* [Information provided]:
//! DRC data types and structures
//!
//! Constraint types, constraint values, error codes, severities and the
//! violation record handed to the host.

use crate::board::{DisallowFlags, Layer, Point};
use serde::{Deserialize, Serialize};
use std::fmt;

/// Category of design rule, queried independently of the others
#[derive(Debug, Clone, Copy, PartialEq, Eq, Hash, PartialOrd, Ord, Serialize, Deserialize)]
#[serde(rename_all = "snake_case")]
pub enum ConstraintType {
    Clearance,
    HoleClearance,
    HoleToHole,
    TrackWidth,
    ViaDiameter,
    AnnularWidth,
    HoleSize,
    CourtyardClearance,
    Keepout,
}

impl ConstraintType {
    pub const ALL: [ConstraintType; 9] = [
        ConstraintType::Clearance,
        ConstraintType::HoleClearance,
        ConstraintType::HoleToHole,
        ConstraintType::TrackWidth,
        ConstraintType::ViaDiameter,
        ConstraintType::AnnularWidth,
        ConstraintType::HoleSize,
        ConstraintType::CourtyardClearance,
        ConstraintType::Keepout,
    ];

    /// Keyword used in rule text
    pub fn keyword(&self) -> &'static str {
        match self {
            ConstraintType::Clearance => "clearance",
            ConstraintType::HoleClearance => "hole_clearance",
            ConstraintType::HoleToHole => "hole_to_hole",
            ConstraintType::TrackWidth => "track_width",
            ConstraintType::ViaDiameter => "via_diameter",
            ConstraintType::AnnularWidth => "annular_width",
            ConstraintType::HoleSize => "hole_size",
            ConstraintType::CourtyardClearance => "courtyard_clearance",
            ConstraintType::Keepout => "disallow",
        }
    }

    pub fn from_keyword(word: &str) -> Option<ConstraintType> {
        match word {
            "hole" => Some(ConstraintType::HoleSize),
            "keepout" => Some(ConstraintType::Keepout),
            _ => Self::ALL.iter().copied().find(|t| t.keyword() == word),
        }
    }

    /// Constraints whose minimum is a spacing and must not be negative
    pub fn is_spacing(&self) -> bool {
        matches!(
            self,
            ConstraintType::Clearance
                | ConstraintType::HoleClearance
                | ConstraintType::HoleToHole
                | ConstraintType::CourtyardClearance
        )
    }
}

impl fmt::Display for ConstraintType {
    fn fmt(&self, f: &mut fmt::Formatter<'_>) -> fmt::Result {
        f.write_str(self.keyword())
    }
}

/// Min / opt / max range; any bound may be unset
#[derive(Debug, Clone, Copy, PartialEq, Default, Serialize, Deserialize)]
pub struct MinOptMax {
    pub min: Option<f64>,
    pub opt: Option<f64>,
    pub max: Option<f64>,
}

impl MinOptMax {
    pub fn min(value: f64) -> Self {
        Self { min: Some(value), ..Default::default() }
    }

    pub fn has_any(&self) -> bool {
        self.min.is_some() || self.opt.is_some() || self.max.is_some()
    }
}

/// Where a constraint came from
#[derive(Debug, Clone, Copy, PartialEq, Eq, Serialize, Deserialize)]
#[serde(rename_all = "snake_case")]
pub enum ConstraintOrigin {
    /// Rule text written by the user
    Authored,
    /// Synthesized from legacy design settings
    Implicit,
    /// Hard-coded fallback when nothing else matched
    Default,
}

/// A typed constraint with its provenance
#[derive(Debug, Clone, PartialEq, Serialize, Deserialize)]
pub struct Constraint {
    pub kind: ConstraintType,
    pub value: MinOptMax,
    /// Disallowed item kinds (keepout constraints only)
    #[serde(default)]
    pub disallow: DisallowFlags,
    /// Name of the rule this constraint belongs to
    pub source: String,
    pub origin: ConstraintOrigin,
}

impl Constraint {
    pub fn new(kind: ConstraintType, value: MinOptMax, source: &str) -> Self {
        Self {
            kind,
            value,
            disallow: DisallowFlags::default(),
            source: source.to_string(),
            origin: ConstraintOrigin::Authored,
        }
    }

    /// Final fallback used when no rule matches
    pub fn fallback(kind: ConstraintType) -> Self {
        let value = if kind == ConstraintType::Keepout {
            MinOptMax::default()
        } else {
            MinOptMax::min(0.0)
        };
        Self {
            kind,
            value,
            disallow: DisallowFlags::default(),
            source: "default".to_string(),
            origin: ConstraintOrigin::Default,
        }
    }

    /// Check the value invariants for this constraint type
    pub fn validate(&self) -> Result<(), String> {
        if self.kind == ConstraintType::Keepout {
            if self.disallow.is_empty() {
                return Err("disallow constraint needs at least one item type".to_string());
            }
            return Ok(());
        }
        if !self.value.has_any() {
            return Err(format!("{} constraint needs a min, opt or max value", self.kind));
        }
        if self.kind.is_spacing() {
            match self.value.min {
                Some(min) if min < 0.0 => {
                    return Err(format!("{} minimum cannot be negative", self.kind))
                }
                None => return Err(format!("{} constraint needs a min value", self.kind)),
                _ => {}
            }
        }
        if let (Some(min), Some(max)) = (self.value.min, self.value.max) {
            if min > max {
                return Err(format!("{} minimum is larger than its maximum", self.kind));
            }
        }
        Ok(())
    }

    pub fn min_or_zero(&self) -> f64 {
        self.value.min.unwrap_or(0.0)
    }
}

/// Violation severity
#[derive(Debug, Clone, Copy, PartialEq, Eq, Hash, Serialize, Deserialize)]
#[serde(rename_all = "lowercase")]
pub enum Severity {
    Error,
    Warning,
    Ignore,
}

/// DRC error codes
#[derive(Debug, Clone, Copy, PartialEq, Eq, Hash, PartialOrd, Ord, Serialize, Deserialize)]
#[serde(rename_all = "snake_case")]
pub enum ErrorCode {
    UnconnectedItems,
    ShortingItems,
    AllowedItems,
    Clearance,
    TracksCrossing,
    CopperEdgeClearance,
    ZonesIntersect,
    ZoneHasEmptyNet,
    DanglingVia,
    DanglingTrack,
    HoleClearance,
    DrilledHolesTooClose,
    TrackWidth,
    TooSmallVia,
    ViaAnnulus,
    TooSmallDrill,
    ViaHoleBigger,
    Padstack,
    TooSmallMicrovia,
    TooSmallMicroviaDrill,
    Keepout,
    OverlappingFootprints,
    MissingCourtyard,
    MalformedCourtyard,
    PthInCourtyard,
    NpthInCourtyard,
    DisabledLayerItem,
    InvalidOutline,
    MissingFootprint,
    DuplicateFootprint,
    ExtraFootprint,
    UnresolvedVariable,
}

impl ErrorCode {
    pub const ALL: [ErrorCode; 32] = [
        ErrorCode::UnconnectedItems,
        ErrorCode::ShortingItems,
        ErrorCode::AllowedItems,
        ErrorCode::Clearance,
        ErrorCode::TracksCrossing,
        ErrorCode::CopperEdgeClearance,
        ErrorCode::ZonesIntersect,
        ErrorCode::ZoneHasEmptyNet,
        ErrorCode::DanglingVia,
        ErrorCode::DanglingTrack,
        ErrorCode::HoleClearance,
        ErrorCode::DrilledHolesTooClose,
        ErrorCode::TrackWidth,
        ErrorCode::TooSmallVia,
        ErrorCode::ViaAnnulus,
        ErrorCode::TooSmallDrill,
        ErrorCode::ViaHoleBigger,
        ErrorCode::Padstack,
        ErrorCode::TooSmallMicrovia,
        ErrorCode::TooSmallMicroviaDrill,
        ErrorCode::Keepout,
        ErrorCode::OverlappingFootprints,
        ErrorCode::MissingCourtyard,
        ErrorCode::MalformedCourtyard,
        ErrorCode::PthInCourtyard,
        ErrorCode::NpthInCourtyard,
        ErrorCode::DisabledLayerItem,
        ErrorCode::InvalidOutline,
        ErrorCode::MissingFootprint,
        ErrorCode::DuplicateFootprint,
        ErrorCode::ExtraFootprint,
        ErrorCode::UnresolvedVariable,
    ];

    /// Dense index, used for per-code counters
    pub fn index(&self) -> usize {
        *self as usize
    }

    pub fn title(&self) -> &'static str {
        match self {
            ErrorCode::UnconnectedItems => "Missing connection between items",
            ErrorCode::ShortingItems => "Items shorting two nets",
            ErrorCode::AllowedItems => "Items not allowed",
            ErrorCode::Clearance => "Clearance violation",
            ErrorCode::TracksCrossing => "Tracks crossing",
            ErrorCode::CopperEdgeClearance => "Board edge clearance violation",
            ErrorCode::ZonesIntersect => "Copper areas intersect",
            ErrorCode::ZoneHasEmptyNet => "Copper zone net has no pads",
            ErrorCode::DanglingVia => "Via is not connected",
            ErrorCode::DanglingTrack => "Track has unconnected end",
            ErrorCode::HoleClearance => "Hole clearance violation",
            ErrorCode::DrilledHolesTooClose => "Drilled holes too close together",
            ErrorCode::TrackWidth => "Track width",
            ErrorCode::TooSmallVia => "Via size too small",
            ErrorCode::ViaAnnulus => "Via annulus",
            ErrorCode::TooSmallDrill => "Drill too small",
            ErrorCode::ViaHoleBigger => "Via hole larger than diameter",
            ErrorCode::Padstack => "Padstack is not valid",
            ErrorCode::TooSmallMicrovia => "Micro via size too small",
            ErrorCode::TooSmallMicroviaDrill => "Micro via drill too small",
            ErrorCode::Keepout => "Keepout violation",
            ErrorCode::OverlappingFootprints => "Courtyards overlap",
            ErrorCode::MissingCourtyard => "Footprint has no courtyard defined",
            ErrorCode::MalformedCourtyard => "Footprint has malformed courtyard",
            ErrorCode::PthInCourtyard => "PTH inside courtyard",
            ErrorCode::NpthInCourtyard => "NPTH inside courtyard",
            ErrorCode::DisabledLayerItem => "Item on a disabled layer",
            ErrorCode::InvalidOutline => "Board has malformed outline",
            ErrorCode::MissingFootprint => "Missing footprint",
            ErrorCode::DuplicateFootprint => "Duplicate footprints",
            ErrorCode::ExtraFootprint => "Extra footprint",
            ErrorCode::UnresolvedVariable => "Unresolved text variable",
        }
    }

    pub fn default_severity(&self) -> Severity {
        match self {
            ErrorCode::ZoneHasEmptyNet
            | ErrorCode::DanglingVia
            | ErrorCode::DanglingTrack
            | ErrorCode::MissingCourtyard
            | ErrorCode::PthInCourtyard
            | ErrorCode::NpthInCourtyard
            | ErrorCode::ExtraFootprint
            | ErrorCode::UnresolvedVariable => Severity::Warning,
            ErrorCode::MissingFootprint | ErrorCode::DuplicateFootprint => Severity::Ignore,
            _ => Severity::Error,
        }
    }
}

/// A reported design rule violation
#[derive(Debug, Clone, PartialEq, Serialize, Deserialize)]
pub struct DrcItem {
    pub error_code: ErrorCode,
    /// One or two offending item ids
    pub items: Vec<u64>,
    pub position: Point,
    pub severity: Severity,
    #[serde(skip_serializing_if = "Option::is_none")]
    pub layer: Option<Layer>,
    /// Extra detail, e.g. "(clearance-power clearance 0.5000 mm; actual 0.3000 mm)"
    pub message: String,
    /// Rule whose constraint was violated
    #[serde(skip_serializing_if = "Option::is_none")]
    pub rule_name: Option<String>,
}

impl DrcItem {
    pub fn new(error_code: ErrorCode, items: Vec<u64>, position: Point) -> Self {
        Self {
            error_code,
            items,
            position,
            severity: error_code.default_severity(),
            layer: None,
            message: String::new(),
            rule_name: None,
        }
    }

    pub fn on_layer(mut self, layer: Option<Layer>) -> Self {
        self.layer = layer;
        self
    }

    pub fn with_message(mut self, message: String) -> Self {
        self.message = message;
        self
    }

    pub fn with_rule(mut self, constraint: &Constraint) -> Self {
        self.rule_name = Some(constraint.source.clone());
        self
    }

    /// Title plus detail, as shown to the user
    pub fn error_text(&self) -> String {
        if self.message.is_empty() {
            self.error_code.title().to_string()
        } else {
            format!("{} {}", self.error_code.title(), self.message)
        }
    }
}

/// Format a length for violation messages
pub fn format_mm(value: f64) -> String {
    format!("{:.4} mm", value)
}

#[cfg(test)]
mod tests {
    use super::*;
    use crate::board::DisallowKind;

    #[test]
    fn test_constraint_keywords() {
        for kind in ConstraintType::ALL {
            assert_eq!(ConstraintType::from_keyword(kind.keyword()), Some(kind));
        }
        assert_eq!(ConstraintType::from_keyword("hole"), Some(ConstraintType::HoleSize));
        assert_eq!(ConstraintType::from_keyword("keepout"), Some(ConstraintType::Keepout));
        assert_eq!(ConstraintType::from_keyword("length"), None);
    }

    #[test]
    fn test_constraint_validation() {
        let ok = Constraint::new(ConstraintType::Clearance, MinOptMax::min(0.2), "r");
        assert!(ok.validate().is_ok());

        let negative = Constraint::new(ConstraintType::Clearance, MinOptMax::min(-0.1), "r");
        assert!(negative.validate().is_err());

        let no_min = Constraint::new(
            ConstraintType::HoleClearance,
            MinOptMax { max: Some(1.0), ..Default::default() },
            "r",
        );
        assert!(no_min.validate().is_err());

        let empty = Constraint::new(ConstraintType::TrackWidth, MinOptMax::default(), "r");
        assert!(empty.validate().is_err());

        let mut keepout = Constraint::new(ConstraintType::Keepout, MinOptMax::default(), "r");
        assert!(keepout.validate().is_err());
        keepout.disallow = keepout.disallow.with(DisallowKind::Via);
        assert!(keepout.validate().is_ok());
    }

    #[test]
    fn test_error_code_indices_are_dense() {
        for (i, code) in ErrorCode::ALL.iter().enumerate() {
            assert_eq!(code.index(), i);
        }
    }
}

* [Requirement]: Each line of the entries above that contains "Result" is to be copied.

* [Written solution]:
    fn fmt(&self, f: &mut fmt::Formatter<'_>) -> fmt::Result {
    pub fn validate(&self) -> Result<(), String> {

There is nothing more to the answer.